§ Extracted information:

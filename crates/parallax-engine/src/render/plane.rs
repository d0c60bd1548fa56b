use wgpu::util::DeviceExt;

use crate::assets::Texture;
use crate::parallax::ShaderVariant;
use crate::render::{RenderCtx, RenderTarget};
use crate::scene::Scene;

use super::common::{GpuUniform, QuadVertex, QUAD_INDICES, QUAD_VERTICES};

/// Draws the fitted photo plane with the scene's composite program.
///
/// Textures are uploaded on the first frame and then only bound; the uniform
/// block is rewritten every frame. The pipeline is rebuilt when the surface
/// format or the shader variant changes.
#[derive(Default)]
pub struct PlaneRenderer {
    pipeline_key: Option<(wgpu::TextureFormat, ShaderVariant)>,
    pipeline: Option<wgpu::RenderPipeline>,

    bind_group_layout: Option<wgpu::BindGroupLayout>,
    bind_group: Option<wgpu::BindGroup>,
    uniform_ubo: Option<wgpu::Buffer>,
    sampler: Option<wgpu::Sampler>,

    quad_vbo: Option<wgpu::Buffer>,
    quad_ibo: Option<wgpu::Buffer>,

    textures: Option<PlaneTextures>,
    last_uniform: Option<GpuUniform>,
}

struct PlaneTextures {
    base: wgpu::TextureView,
    grid: wgpu::TextureView,
    depth: Option<wgpu::TextureView>,
}

impl PlaneRenderer {
    pub fn new() -> Self {
        Self::default()
    }

    /// Renders `scene` into `target`, on top of whatever the target holds.
    pub fn render(&mut self, ctx: &RenderCtx<'_>, target: &mut RenderTarget<'_>, scene: &Scene) {
        let variant = scene.variant();

        self.ensure_pipeline(ctx, variant);
        self.ensure_static_buffers(ctx);
        self.ensure_textures(ctx, scene);
        self.ensure_bindings(ctx);
        self.write_uniform(ctx, GpuUniform::new(scene.uniforms(), scene.plane()));

        let Some(pipeline) = self.pipeline.as_ref() else { return };
        let Some(bind_group) = self.bind_group.as_ref() else { return };
        let Some(quad_vbo) = self.quad_vbo.as_ref() else { return };
        let Some(quad_ibo) = self.quad_ibo.as_ref() else { return };

        let mut rpass = target.pass("parallax plane pass", None);

        rpass.set_pipeline(pipeline);
        rpass.set_bind_group(0, bind_group, &[]);
        rpass.set_vertex_buffer(0, quad_vbo.slice(..));
        rpass.set_index_buffer(quad_ibo.slice(..), wgpu::IndexFormat::Uint16);
        rpass.draw_indexed(0..QUAD_INDICES.len() as u32, 0, 0..1);
    }

    fn ensure_pipeline(&mut self, ctx: &RenderCtx<'_>, variant: ShaderVariant) {
        let key = (ctx.surface_format, variant);
        if self.pipeline_key == Some(key) && self.pipeline.is_some() {
            return;
        }

        let program = variant.program();
        let label = program.label();
        log::debug!("building pipeline for {label} ({:?})", ctx.surface_format);

        let shader = ctx.device.create_shader_module(wgpu::ShaderModuleDescriptor {
            label: Some(label.as_str()),
            source: wgpu::ShaderSource::Wgsl(program.source.into()),
        });

        let mut entries = vec![
            wgpu::BindGroupLayoutEntry {
                binding: 0,
                visibility: wgpu::ShaderStages::VERTEX_FRAGMENT,
                ty: wgpu::BindingType::Buffer {
                    ty: wgpu::BufferBindingType::Uniform,
                    has_dynamic_offset: false,
                    min_binding_size: wgpu::BufferSize::new(
                        std::mem::size_of::<GpuUniform>() as u64,
                    ),
                },
                count: None,
            },
            texture_entry(1),
            texture_entry(2),
            wgpu::BindGroupLayoutEntry {
                binding: 3,
                visibility: wgpu::ShaderStages::FRAGMENT,
                ty: wgpu::BindingType::Sampler(wgpu::SamplerBindingType::Filtering),
                count: None,
            },
        ];
        if variant.uses_depth() {
            entries.push(texture_entry(4));
        }

        let bind_group_layout =
            ctx.device
                .create_bind_group_layout(&wgpu::BindGroupLayoutDescriptor {
                    label: Some("parallax plane bgl"),
                    entries: &entries,
                });

        let pipeline_layout =
            ctx.device
                .create_pipeline_layout(&wgpu::PipelineLayoutDescriptor {
                    label: Some("parallax plane pipeline layout"),
                    bind_group_layouts: &[&bind_group_layout],
                    immediate_size: 0,
                });

        let pipeline = ctx.device.create_render_pipeline(&wgpu::RenderPipelineDescriptor {
            label: Some(label.as_str()),
            layout: Some(&pipeline_layout),

            vertex: wgpu::VertexState {
                module: &shader,
                entry_point: Some(crate::parallax::ShaderProgram::VERTEX_ENTRY),
                compilation_options: Default::default(),
                buffers: &[QuadVertex::layout()],
            },

            fragment: Some(wgpu::FragmentState {
                module: &shader,
                entry_point: Some(crate::parallax::ShaderProgram::FRAGMENT_ENTRY),
                compilation_options: Default::default(),
                targets: &[Some(wgpu::ColorTargetState {
                    format: ctx.surface_format,
                    blend: Some(wgpu::BlendState::REPLACE),
                    write_mask: wgpu::ColorWrites::ALL,
                })],
            }),

            primitive: wgpu::PrimitiveState {
                topology: wgpu::PrimitiveTopology::TriangleList,
                strip_index_format: None,
                front_face: wgpu::FrontFace::Ccw,
                cull_mode: None,
                polygon_mode: wgpu::PolygonMode::Fill,
                unclipped_depth: false,
                conservative: false,
            },

            depth_stencil: None,
            multisample: wgpu::MultisampleState::default(),
            multiview_mask: None,
            cache: None,
        });

        self.pipeline_key = Some(key);
        self.pipeline = Some(pipeline);
        self.bind_group_layout = Some(bind_group_layout);

        // Old bind group targets the old layout.
        self.bind_group = None;
    }

    fn ensure_static_buffers(&mut self, ctx: &RenderCtx<'_>) {
        if self.quad_vbo.is_none() {
            self.quad_vbo = Some(ctx.device.create_buffer_init(&wgpu::util::BufferInitDescriptor {
                label: Some("parallax plane quad vbo"),
                contents: bytemuck::cast_slice(&QUAD_VERTICES),
                usage: wgpu::BufferUsages::VERTEX,
            }));
        }

        if self.quad_ibo.is_none() {
            self.quad_ibo = Some(ctx.device.create_buffer_init(&wgpu::util::BufferInitDescriptor {
                label: Some("parallax plane quad ibo"),
                contents: bytemuck::cast_slice(&QUAD_INDICES),
                usage: wgpu::BufferUsages::INDEX,
            }));
        }

        if self.uniform_ubo.is_none() {
            self.uniform_ubo = Some(ctx.device.create_buffer(&wgpu::BufferDescriptor {
                label: Some("parallax plane ubo"),
                size: std::mem::size_of::<GpuUniform>() as u64,
                usage: wgpu::BufferUsages::UNIFORM | wgpu::BufferUsages::COPY_DST,
                mapped_at_creation: false,
            }));
        }

        if self.sampler.is_none() {
            self.sampler = Some(ctx.device.create_sampler(&wgpu::SamplerDescriptor {
                label: Some("parallax plane sampler"),
                address_mode_u: wgpu::AddressMode::ClampToEdge,
                address_mode_v: wgpu::AddressMode::ClampToEdge,
                address_mode_w: wgpu::AddressMode::ClampToEdge,
                mag_filter: wgpu::FilterMode::Linear,
                min_filter: wgpu::FilterMode::Linear,
                mipmap_filter: wgpu::MipmapFilterMode::Nearest,
                ..Default::default()
            }));
        }
    }

    fn ensure_textures(&mut self, ctx: &RenderCtx<'_>, scene: &Scene) {
        if self.textures.is_some() {
            return;
        }

        let uniforms = scene.uniforms();
        let srgb = wgpu::TextureFormat::Rgba8UnormSrgb;

        self.textures = Some(PlaneTextures {
            base: upload(ctx, "parallax base texture", uniforms.base_texture(), srgb),
            grid: upload(ctx, "parallax grid texture", uniforms.grid_texture(), srgb),
            // Depth is data, not color: no sRGB decode.
            depth: uniforms.depth_texture().map(|t| {
                upload(ctx, "parallax depth texture", t, wgpu::TextureFormat::Rgba8Unorm)
            }),
        });
        self.bind_group = None;
    }

    fn ensure_bindings(&mut self, ctx: &RenderCtx<'_>) {
        if self.bind_group.is_some() {
            return;
        }

        let Some(((bgl, ubo), sampler)) = self
            .bind_group_layout
            .as_ref()
            .zip(self.uniform_ubo.as_ref())
            .zip(self.sampler.as_ref())
        else {
            return;
        };
        let Some(textures) = self.textures.as_ref() else { return };
        let uses_depth = self.pipeline_key.is_some_and(|(_, v)| v.uses_depth());

        let mut entries = vec![
            wgpu::BindGroupEntry {
                binding: 0,
                resource: ubo.as_entire_binding(),
            },
            wgpu::BindGroupEntry {
                binding: 1,
                resource: wgpu::BindingResource::TextureView(&textures.base),
            },
            wgpu::BindGroupEntry {
                binding: 2,
                resource: wgpu::BindingResource::TextureView(&textures.grid),
            },
            wgpu::BindGroupEntry {
                binding: 3,
                resource: wgpu::BindingResource::Sampler(sampler),
            },
        ];

        if uses_depth {
            let Some(depth) = textures.depth.as_ref() else {
                log::error!("depth pipeline selected without a depth texture; skipping plane");
                return;
            };
            entries.push(wgpu::BindGroupEntry {
                binding: 4,
                resource: wgpu::BindingResource::TextureView(depth),
            });
        }

        self.bind_group = Some(ctx.device.create_bind_group(&wgpu::BindGroupDescriptor {
            label: Some("parallax plane bind group"),
            layout: bgl,
            entries: &entries,
        }));
    }

    fn write_uniform(&mut self, ctx: &RenderCtx<'_>, uniform: GpuUniform) {
        let Some(ubo) = self.uniform_ubo.as_ref() else { return };
        // The first frame always uploads; afterwards only on change.
        if self.last_uniform == Some(uniform) {
            return;
        }
        ctx.queue.write_buffer(ubo, 0, bytemuck::bytes_of(&uniform));
        self.last_uniform = Some(uniform);
    }
}

fn texture_entry(binding: u32) -> wgpu::BindGroupLayoutEntry {
    wgpu::BindGroupLayoutEntry {
        binding,
        visibility: wgpu::ShaderStages::FRAGMENT,
        ty: wgpu::BindingType::Texture {
            sample_type: wgpu::TextureSampleType::Float { filterable: true },
            view_dimension: wgpu::TextureViewDimension::D2,
            multisampled: false,
        },
        count: None,
    }
}

fn upload(
    ctx: &RenderCtx<'_>,
    label: &str,
    texture: &Texture,
    format: wgpu::TextureFormat,
) -> wgpu::TextureView {
    let size = wgpu::Extent3d {
        width: texture.width(),
        height: texture.height(),
        depth_or_array_layers: 1,
    };

    let gpu_texture = ctx.device.create_texture(&wgpu::TextureDescriptor {
        label: Some(label),
        size,
        mip_level_count: 1,
        sample_count: 1,
        dimension: wgpu::TextureDimension::D2,
        format,
        usage: wgpu::TextureUsages::TEXTURE_BINDING | wgpu::TextureUsages::COPY_DST,
        view_formats: &[],
    });

    ctx.queue.write_texture(
        gpu_texture.as_image_copy(),
        texture.pixels(),
        wgpu::TexelCopyBufferLayout {
            offset: 0,
            bytes_per_row: Some(4 * texture.width()),
            rows_per_image: Some(texture.height()),
        },
        size,
    );

    log::debug!("uploaded {label}: {}x{}", texture.width(), texture.height());
    gpu_texture.create_view(&wgpu::TextureViewDescriptor::default())
}
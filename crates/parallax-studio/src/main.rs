mod app;
mod args;

use clap::Parser;

use parallax_engine::logging::init_logging;
use parallax_engine::window::Runtime;

use app::ParallaxApp;
use args::Args;

fn main() -> anyhow::Result<()> {
    let args = Args::parse();
    init_logging(args.logging_config());

    let config = args.scene_config();
    log::info!(
        "base {} / grid {} / depth {}",
        config.assets.base,
        config.assets.grid,
        config.assets.depth.as_ref().map_or("none".to_string(), ToString::to_string),
    );

    Runtime::run(args.runtime_config(), args.gpu_init(), ParallaxApp::new(config))
}
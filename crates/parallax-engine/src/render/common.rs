//! GPU-side layouts shared with the composite shaders.

use bytemuck::{Pod, Zeroable};

use crate::parallax::{PlaneDimensions, Uniforms};

// ── plane uniform ─────────────────────────────────────────────────────────

/// Mirrors `PlaneUniform` in the composite WGSL programs.
#[repr(C)]
#[derive(Debug, Copy, Clone, PartialEq, Pod, Zeroable)]
pub(super) struct GpuUniform {
    pub mouse: [f32; 2],
    pub plane: [f32; 2],
    pub texture_aspect: f32,
    pub grid_scale: f32,
    pub _pad: [f32; 2], // 16-byte alignment
}

impl GpuUniform {
    pub(super) fn new(uniforms: &Uniforms, plane: PlaneDimensions) -> Self {
        Self {
            mouse: uniforms.mouse().to_array(),
            plane: [plane.width, plane.height],
            texture_aspect: uniforms.texture_aspect(),
            grid_scale: uniforms.grid_scale(),
            _pad: [0.0; 2],
        }
    }
}

// ── quad vertex ───────────────────────────────────────────────────────────

#[repr(C)]
#[derive(Debug, Copy, Clone, Pod, Zeroable)]
pub(super) struct QuadVertex {
    pub corner: [f32; 2], // 0..1, bottom-left origin
}

impl QuadVertex {
    const ATTRS: [wgpu::VertexAttribute; 1] = wgpu::vertex_attr_array![0 => Float32x2];

    pub(super) fn layout() -> wgpu::VertexBufferLayout<'static> {
        wgpu::VertexBufferLayout {
            array_stride: std::mem::size_of::<QuadVertex>() as u64,
            step_mode: wgpu::VertexStepMode::Vertex,
            attributes: &Self::ATTRS,
        }
    }
}

pub(super) const QUAD_VERTICES: [QuadVertex; 4] = [
    QuadVertex { corner: [0.0, 0.0] },
    QuadVertex { corner: [1.0, 0.0] },
    QuadVertex { corner: [1.0, 1.0] },
    QuadVertex { corner: [0.0, 1.0] },
];

pub(super) const QUAD_INDICES: [u16; 6] = [0, 1, 2, 0, 2, 3];

#[cfg(test)]
mod tests {
    use super::*;

    #[test]
    fn uniform_block_matches_wgsl_size() {
        assert_eq!(std::mem::size_of::<GpuUniform>(), 32);
        assert_eq!(std::mem::offset_of!(GpuUniform, texture_aspect), 16);
        assert_eq!(std::mem::offset_of!(GpuUniform, grid_scale), 20);
    }

    #[test]
    fn quad_is_counter_clockwise() {
        let [a, b, c] = [0usize, 1, 2].map(|i| QUAD_VERTICES[QUAD_INDICES[i] as usize].corner);
        let cross = (b[0] - a[0]) * (c[1] - a[1]) - (b[1] - a[1]) * (c[0] - a[0]);
        assert!(cross > 0.0);
    }
}
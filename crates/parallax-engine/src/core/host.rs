use crate::coords::Viewport;

/// The rendering surface as seen by scene setup.
///
/// Sizes are in logical pixels, the same space pointer offsets arrive in.
/// No frames are requested until [`start_render_loop`](Self::start_render_loop)
/// has been called.
pub trait SurfaceHost {
    fn surface_size(&self) -> Viewport;

    /// Largest texture width or height the renderer can upload.
    fn max_texture_dimension(&self) -> u32;

    fn start_render_loop(&mut self);

    fn stop_render_loop(&mut self);
}

impl<H: SurfaceHost + ?Sized> SurfaceHost for &mut H {
    fn surface_size(&self) -> Viewport {
        (**self).surface_size()
    }

    fn max_texture_dimension(&self) -> u32 {
        (**self).max_texture_dimension()
    }

    fn start_render_loop(&mut self) {
        (**self).start_render_loop()
    }

    fn stop_render_loop(&mut self) {
        (**self).stop_render_loop()
    }
}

§ What the task asks: Count the lines of the material that include the word "PlaneRenderer", then report only the total.

§ Finished exercise: 2